We thank you for joining us and look forward to an informative and interesting discussion. Let’s start answering your questions . . .
Question from Melissa McCabe, Education Week:
Let’s start with a description of the ERS Salary survey. Can you tell us about the survey and the methodology you used to gather the salary and wage data?
Each fall, approximately 2,000 school districts with enrollments of 300 or more pupils are selected for participation in our salary survey. There is a two-stage selection process. First, school districts are selected on the basis of their enrollment size. Then, a secondary selection is made in order to ensure sufficient representation of districts by geographic region.
With regard to their selection by enrollment size, all of the approximately 816 school systems enrolling 10,000 or more students are automatically selected for the sample to ensure adequate representation of these few, but nontheless important group of school systems.
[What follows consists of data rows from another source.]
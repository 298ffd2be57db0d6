//! Shared latest-reading cell
//!
//! Single-slot, "latest wins" hand-off between the sensor reader (one writer)
//! and any number of pollers. Backed by [`ArcSwap`], so a `set` is one atomic
//! pointer swap and a `get` never blocks or observes a half-written reading.
//! Unread readings are dropped when overwritten; there is no queue.

use arc_swap::ArcSwap;
use std::sync::Arc;

use crate::types::LatestReading;

/// Thread-safe holder of the most recent [`LatestReading`].
pub struct LatestState {
    cell: ArcSwap<LatestReading>,
}

impl LatestState {
    /// Create a cell holding the zero reading (`sequence == 0`, 0.0 angles).
    pub fn new() -> Self {
        Self {
            cell: ArcSwap::from_pointee(LatestReading::default()),
        }
    }

    /// Replace the held reading wholesale.
    pub fn set(&self, reading: LatestReading) {
        self.cell.store(Arc::new(reading));
    }

    /// Snapshot of the most recent reading.
    pub fn get(&self) -> Arc<LatestReading> {
        self.cell.load_full()
    }
}

impl Default for LatestState {
    fn default() -> Self {
        Self::new()
    }
}

impl std::fmt::Debug for LatestState {
    fn fmt(&self, f: &mut std::fmt::Formatter<'_>) -> std::fmt::Result {
        f.debug_struct("LatestState")
            .field("latest", &*self.cell.load())
            .finish()
    }
}
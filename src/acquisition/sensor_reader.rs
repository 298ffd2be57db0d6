//! Sensor Reader
//!
//! Owns the telemetry line source and runs the blocking read loop:
//!
//! 1. Read one line (bounded by the source's read timeout; a timeout is a retry)
//! 2. Decode to text, dropping bytes that are not valid UTF-8
//! 3. Skip empty lines
//! 4. Parse `NAME: value` fields; skip lines with no fields
//! 5. Derive angles and publish a whole new [`LatestReading`]
//!
//! A hard I/O error ends the loop with a single error log. There is no
//! automatic reconnection: the shared reading simply stops advancing and the
//! consumer keeps working from the last published sample.

use std::sync::Arc;
use std::time::Duration;

use serde::Serialize;
use thiserror::Error;
use tokio_util::sync::CancellationToken;
use tracing::{debug, error, info, warn};

use super::angles::derive_angles;
use super::line_parser::parse_line;
use super::source::{LineRead, LineSource};
use crate::config::defaults::MAX_LINE_BYTES;
use crate::pipeline::LatestState;
use crate::types::{DerivedAngles, LatestReading, RawChannels};

/// Sensor reader errors
#[derive(Debug, Error)]
pub enum ReaderError {
    #[error("Failed to open {port}: {message}")]
    Open { port: String, message: String },

    #[error("I/O error: {0}")]
    Io(#[from] std::io::Error),

    #[error("Reader task failed: {0}")]
    Join(String),
}

/// Counters accumulated over one reader lifetime.
#[derive(Debug, Clone, Copy, Default, PartialEq, Eq, Serialize)]
pub struct ReaderStats {
    pub lines_read: u64,
    pub readings_published: u64,
    pub empty_lines: u64,
    pub unparsed_lines: u64,
    pub timeouts: u64,
}

/// What happened to a single line.
#[derive(Debug, Clone, Copy, PartialEq)]
pub enum LineOutcome {
    Empty,
    Unparsed,
    Published(DerivedAngles),
}

/// Blocking read loop publishing into the shared latest-state cell.
pub struct SensorReader<S: LineSource> {
    source: S,
    latest: Arc<LatestState>,
    sequence: u64,
    max_line_bytes: usize,
    stats: ReaderStats,
}

impl<S: LineSource> SensorReader<S> {
    pub fn new(source: S, latest: Arc<LatestState>) -> Self {
        Self {
            source,
            latest,
            sequence: 0,
            max_line_bytes: MAX_LINE_BYTES,
            stats: ReaderStats::default(),
        }
    }

    /// Override the line length cap.
    pub fn with_max_line_bytes(mut self, max_line_bytes: usize) -> Self {
        self.max_line_bytes = max_line_bytes;
        self
    }

    pub fn stats(&self) -> ReaderStats {
        self.stats
    }

    /// Decode, parse, derive and publish one raw line.
    pub fn process_line(&mut self, bytes: &[u8]) -> LineOutcome {
        self.stats.lines_read += 1;

        let text = decode_dropping_invalid(bytes);
        let line = text.trim();
        if line.is_empty() {
            self.stats.empty_lines += 1;
            return LineOutcome::Empty;
        }

        let fields = parse_line(line);
        if fields.is_empty() {
            self.stats.unparsed_lines += 1;
            debug!(line = %line, "[SensorReader] No fields recognised, keeping previous reading");
            return LineOutcome::Unparsed;
        }

        let raw = RawChannels::from_fields(&fields);
        let angles = derive_angles(&raw);
        self.sequence += 1;
        self.latest.set(LatestReading::new(raw, angles, self.sequence));
        self.stats.readings_published += 1;

        LineOutcome::Published(angles)
    }

    /// Run until EOF, cancellation, or a fatal I/O error.
    ///
    /// Cancellation is checked between reads, so shutdown latency is bounded
    /// by the source's read timeout. The source is dropped on every return.
    pub fn run(mut self, cancel: &CancellationToken) -> Result<ReaderStats, ReaderError> {
        info!(
            source = %self.source.source_name(),
            "[SensorReader] Read loop started"
        );

        let mut buf = Vec::with_capacity(256);
        loop {
            if cancel.is_cancelled() {
                info!("[SensorReader] Shutdown signal received");
                break;
            }

            match self.source.read_line(&mut buf)? {
                LineRead::Line => {
                    if buf.len() > self.max_line_bytes {
                        self.discard_oversized(&mut buf);
                    } else {
                        self.process_line(&buf);
                        buf.clear();
                    }
                }
                LineRead::Timeout => {
                    self.stats.timeouts += 1;
                    if buf.len() > self.max_line_bytes {
                        self.discard_oversized(&mut buf);
                    }
                }
                LineRead::Eof => {
                    info!(
                        lines = self.stats.lines_read,
                        "[SensorReader] Source reached end"
                    );
                    break;
                }
            }
        }

        Ok(self.stats)
    }

    /// Drop a line that outgrew the cap; it counts as unparsed.
    fn discard_oversized(&mut self, buf: &mut Vec<u8>) {
        warn!(
            bytes = buf.len(),
            limit = self.max_line_bytes,
            "[SensorReader] Line exceeds maximum length, discarding"
        );
        self.stats.lines_read += 1;
        self.stats.unparsed_lines += 1;
        buf.clear();
    }
}

/// Open a source, wait out the hardware settle delay, then run the blocking
/// loop on the blocking thread pool.
///
/// Any failure (including failing to open) is logged once here and returned;
/// it never cancels the rest of the process.
pub async fn run_reader<S, F>(
    open: F,
    latest: Arc<LatestState>,
    settle_delay: Duration,
    cancel: CancellationToken,
) -> Result<ReaderStats, ReaderError>
where
    S: LineSource,
    F: FnOnce() -> Result<S, ReaderError> + Send + 'static,
{
    let result = run_reader_inner(open, latest, settle_delay, cancel).await;
    match &result {
        Ok(stats) => info!(
            lines = stats.lines_read,
            published = stats.readings_published,
            skipped = stats.empty_lines + stats.unparsed_lines,
            timeouts = stats.timeouts,
            "[SensorReader] Stopped"
        ),
        Err(e) => error!(
            error = %e,
            "[SensorReader] Fatal error, reader stopped (latest reading will no longer advance)"
        ),
    }
    result
}

async fn run_reader_inner<S, F>(
    open: F,
    latest: Arc<LatestState>,
    settle_delay: Duration,
    cancel: CancellationToken,
) -> Result<ReaderStats, ReaderError>
where
    S: LineSource,
    F: FnOnce() -> Result<S, ReaderError> + Send + 'static,
{
    let source = tokio::task::spawn_blocking(open)
        .await
        .map_err(|e| ReaderError::Join(e.to_string()))??;

    if !settle_delay.is_zero() {
        info!(
            settle_ms = settle_delay.as_millis() as u64,
            "[SensorReader] Waiting for sensor to settle"
        );
        tokio::select! {
            _ = cancel.cancelled() => {
                info!("[SensorReader] Shutdown signal received during settle delay");
                return Ok(ReaderStats::default());
            }
            _ = tokio::time::sleep(settle_delay) => {}
        }
    }

    let reader = SensorReader::new(source, latest);
    tokio::task::spawn_blocking(move || reader.run(&cancel))
        .await
        .map_err(|e| ReaderError::Join(e.to_string()))?
}

/// UTF-8 decode that silently drops invalid byte sequences.
fn decode_dropping_invalid(bytes: &[u8]) -> String {
    let mut text = String::with_capacity(bytes.len());
    for chunk in bytes.utf8_chunks() {
        text.push_str(chunk.valid());
    }
    text
}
Next, for school systems with 2,500 to 9,999 pupils and those with 300 to 3,499 pupils, a panel sample is constructed by randomly selecting school systems from these enrollment strata using a 1-in-5 and 1-in-15 selection ratio, respectively. Next, additional districts may be selected to ensure that a sufficient representation of districts by region has been achieved.
The comprehensive survey requests that districts report salary information for 33 professional and 10 support positions. Also, to ensure that our data is comparable from district to district, we include a clear set of instructions for districts in reporting their data. For instance, we ask districts to report only base salaries (they do not benefits paid or extra pay incurred for extra duties).
Thse carefully designed processes performed to ensure the reliability and comparability of our data.
Question from Melissa McCabe, Education Week:
And Mr. Hunter, you are cited in the Education Week article about the salary survey as noting that superintendents don’t make as much as they might in the private sector. What types of private sector jobs are comparable to the superintendent position? And can we make similar comparisons for teachers?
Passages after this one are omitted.